Later, lights bloomed through the deepening night, and the houses became dark masses framing squares of brightness. Vaguely beyond lace curtains Helen saw a woman swaying in a rocking-chair, a group of girls gathered at a piano. From dim porches mothers called the children to bed, and at an upstairs window a shade came down like an eyelid. Helen felt alone and very lonely. She realized that she had been walking for a long time on tired feet. But she did not want to go back to the hotel. She must remind herself that tomorrow would be another hard day.
In the hotel lobby she encountered Hutchinson or Monroe. Sharpness and hardness came back then. Monroe was able to handle the smart young tool-dressers; his bland paternal manner crushed them into a paralyzing sense of their youth and crudeness. He had got hold of a tool-dresser she had canvassed and hoped to sell. That meant a fight about the commissions, in which, of course, Hutchinson backed Monroe. She was still alone, but now she was among enemies.

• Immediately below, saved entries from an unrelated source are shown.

//! Device-visible layouts.
//!
//! Every struct here is `#[repr(C)]`, little endian, and laid out to match WGSL
//! uniform/storage rules: each `vec3` occupies 12 bytes and the scalar after it
//! fills the fourth lane. Reordering or resizing a field is a protocol break
//! with the kernel.

use bytemuck::{Pod, Zeroable};

use crate::scene::{Camera, Material, MaterialPalette, SceneStore};

// ── scene header (binding 1) ──────────────────────────────────────────────

/// Offsets: `size` 0, `cell_count` 12, `bg_color` 16, `material_count` 28. 32 bytes.
#[repr(C)]
#[derive(Debug, Copy, Clone, PartialEq, Pod, Zeroable)]
pub struct SceneHeader {
    pub size: [i32; 3],
    pub cell_count: u32,
    pub bg_color: [f32; 3],
    pub material_count: u32,
}

// ── material (binding 3, array element) ───────────────────────────────────

/// Offsets: `color` 0, `kind` 12, `reflectance` 16, `fuzzyness` 20,
/// `refractive_index` 24, padding 28. 32 bytes.
#[repr(C)]
#[derive(Debug, Copy, Clone, PartialEq, Pod, Zeroable)]
pub struct GpuMaterial {
    pub color: [f32; 3],
    pub kind: u32,
    pub reflectance: f32,
    pub fuzzyness: f32,
    pub refractive_index: f32,
    pub _pad: f32,
}

impl From<&Material> for GpuMaterial {
    fn from(m: &Material) -> Self {
        Self {
            color: m.color().to_array(),
            kind: m.kind() as u32,
            reflectance: m.reflectance(),
            fuzzyness: m.fuzzyness(),
            refractive_index: m.refractive_index(),
            _pad: 0.0,
        }
    }
}

// ── camera (binding 4) ────────────────────────────────────────────────────

/// Offsets: `position` 0, `sensor_width` 12, `rotation` 16, `focal_length` 28,
/// `aperture` 32, `exposure` 36, padding 40. 48 bytes.
#[repr(C)]
#[derive(Debug, Copy, Clone, PartialEq, Pod, Zeroable)]
pub struct GpuCamera {
    pub position: [f32; 3],
    pub sensor_width: f32,
    pub rotation: [f32; 3],
    pub focal_length: f32,
    pub aperture: f32,
    pub exposure: f32,
    pub _pad: [f32; 2],
}

impl From<&Camera> for GpuCamera {
    fn from(c: &Camera) -> Self {
        Self {
            position: c.position.to_array(),
            sensor_width: c.sensor_width,
            rotation: c.rotation.to_array(),
            focal_length: c.focal_length,
            aperture: c.aperture,
            exposure: c.exposure,
            _pad: [0.0; 2],
        }
    }
}

// ── frame parameters (binding 5) ──────────────────────────────────────────

/// Offsets: `width` 0, `height` 4, `sample_index` 8, `work_items` 12. 16 bytes.
#[repr(C)]
#[derive(Debug, Copy, Clone, PartialEq, Eq, Pod, Zeroable)]
pub struct FrameParams {
    pub width: u32,
    pub height: u32,
    pub sample_index: u32,
    pub work_items: u32,
}

const _: () = assert!(std::mem::size_of::<SceneHeader>() == 32);
const _: () = assert!(std::mem::size_of::<GpuMaterial>() == 32);
const _: () = assert!(std::mem::size_of::<GpuCamera>() == 48);
const _: () = assert!(std::mem::size_of::<FrameParams>() == 16);

// ── packed scene ──────────────────────────────────────────────────────────

/// Everything the kernel reads besides the accumulation buffer and frame parameters.
///
/// `cells` and `materials` always hold at least one element; empty inputs are
/// padded with a zeroed entry because zero-sized bindings are not allowed.
/// `header` still reports the real counts.
#[derive(Debug, Clone, PartialEq)]
pub struct PackedScene {
    pub header: SceneHeader,
    pub cells: Vec<i32>,
    pub materials: Vec<GpuMaterial>,
    pub camera: GpuCamera,
}

impl PackedScene {
    /// Packs host data. Callers validate the scene against the palette first.
    pub fn pack(scene: &SceneStore, palette: &MaterialPalette, camera: &Camera) -> Self {
        let size = scene.size();
        let header = SceneHeader {
            size: [size.x as i32, size.y as i32, size.z as i32],
            cell_count: scene.raw_cells().len() as u32,
            bg_color: scene.bg_color().to_array(),
            material_count: palette.len() as u32,
        };

        let mut materials: Vec<GpuMaterial> = palette.as_slice().iter().map(GpuMaterial::from).collect();
        if materials.is_empty() {
            materials.push(GpuMaterial::zeroed());
        }

        Self {
            header,
            cells: scene.raw_cells().to_vec(),
            materials,
            camera: camera.into(),
        }
    }

    /// Bytes uploaded for the cell binding.
    #[inline]
    pub fn cell_bytes(&self) -> &[u8] {
        bytemuck::cast_slice(&self.cells)
    }

    /// Bytes uploaded for the material binding.
    #[inline]
    pub fn material_bytes(&self) -> &[u8] {
        bytemuck::cast_slice(&self.materials)
    }
}

#[cfg(test)]
mod tests {
    use glam::{UVec3, Vec3};

    use super::*;
    use crate::scene::{Cell, MaterialKind};

    // ── byte layout ───────────────────────────────────────────────────────

    #[test]
    fn material_fields_land_at_documented_offsets() {
        let m = GpuMaterial::from(&Material::dielectric(Vec3::new(0.1, 0.2, 0.3), 0.4, 0.5, 1.5));
        let bytes = bytemuck::bytes_of(&m);
        let f = |off: usize| f32::from_le_bytes(bytes[off..off + 4].try_into().unwrap());
        let u = |off: usize| u32::from_le_bytes(bytes[off..off + 4].try_into().unwrap());

        assert_eq!((f(0), f(4), f(8)), (0.1, 0.2, 0.3));
        assert_eq!(u(12), MaterialKind::Dielectric as u32);
        assert_eq!((f(16), f(20), f(24), f(28)), (0.4, 0.5, 1.5, 0.0));
    }

    #[test]
    fn camera_fields_land_at_documented_offsets() {
        let cam = Camera {
            position: Vec3::new(1.0, 2.0, 3.0),
            rotation: Vec3::new(0.1, 0.2, 0.3),
            sensor_width: 4.0,
            focal_length: 5.0,
            aperture: 0.25,
            exposure: 2.0,
        };
        let g = GpuCamera::from(&cam);
        let bytes = bytemuck::bytes_of(&g);
        let f = |off: usize| f32::from_le_bytes(bytes[off..off + 4].try_into().unwrap());

        assert_eq!((f(0), f(4), f(8), f(12)), (1.0, 2.0, 3.0, 4.0));
        assert_eq!((f(16), f(20), f(24), f(28)), (0.1, 0.2, 0.3, 5.0));
        assert_eq!((f(32), f(36)), (0.25, 2.0));
    }

    // ── packing ───────────────────────────────────────────────────────────

    #[test]
    fn pack_copies_cells_and_palette_in_order() {
        let mut palette = MaterialPalette::new();
        let a = palette.add(Material::lambertian(Vec3::X));
        let b = palette.add(Material::light_source(Vec3::splat(3.0)));

        let mut scene = SceneStore::new(UVec3::new(2, 1, 1), Vec3::splat(0.2)).unwrap();
        scene.set_cell(0, 0, 0, Cell::Material(b)).unwrap();
        scene.set_cell(1, 0, 0, Cell::Material(a)).unwrap();

        let packed = PackedScene::pack(&scene, &palette, &Camera::default());
        assert_eq!(packed.cells, vec![2, 1]);
        assert_eq!(packed.materials.len(), 2);
        assert_eq!(packed.materials[0].kind, MaterialKind::Lambertian as u32);
        assert_eq!(packed.materials[1].kind, MaterialKind::LightSource as u32);
        assert_eq!(packed.header.size, [2, 1, 1]);
        assert_eq!(packed.header.cell_count, 2);
        assert_eq!(packed.header.material_count, 2);
        assert_eq!(packed.header.bg_color, [0.2, 0.2, 0.2]);
        assert_eq!(packed.cell_bytes().len(), 8);
    }

    #[test]
    fn empty_palette_is_padded_but_counted_as_zero() {
        let scene = SceneStore::new(UVec3::splat(2), Vec3::ZERO).unwrap();
        let packed = PackedScene::pack(&scene, &MaterialPalette::new(), &Camera::default());
        assert_eq!(packed.materials.len(), 1);
        assert_eq!(packed.header.material_count, 0);
        assert_eq!(packed.material_bytes().len(), 32);
    }
}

“You’ve got to fight!” she told herself. “Are you going to let them put it over on you because you’re a woman?” She lay awake thinking of selling arguments, talking points, ways of handling this prospect and that. Every sale brought her nearer to freedom. Some day she would have a house, with a big gray living-room, rose curtains, dozens of fine embroidered towels and tablecloths. She jerked her thoughts back to her work, angry at herself for letting them stray. But when, triumphantly, she closed the biggest sale yet—sixty acres!—she celebrated by buying a linen lunch cloth stamped in a pattern of wild roses. She sat in her room in the evenings and embroidered it beautifully with fine even stitches.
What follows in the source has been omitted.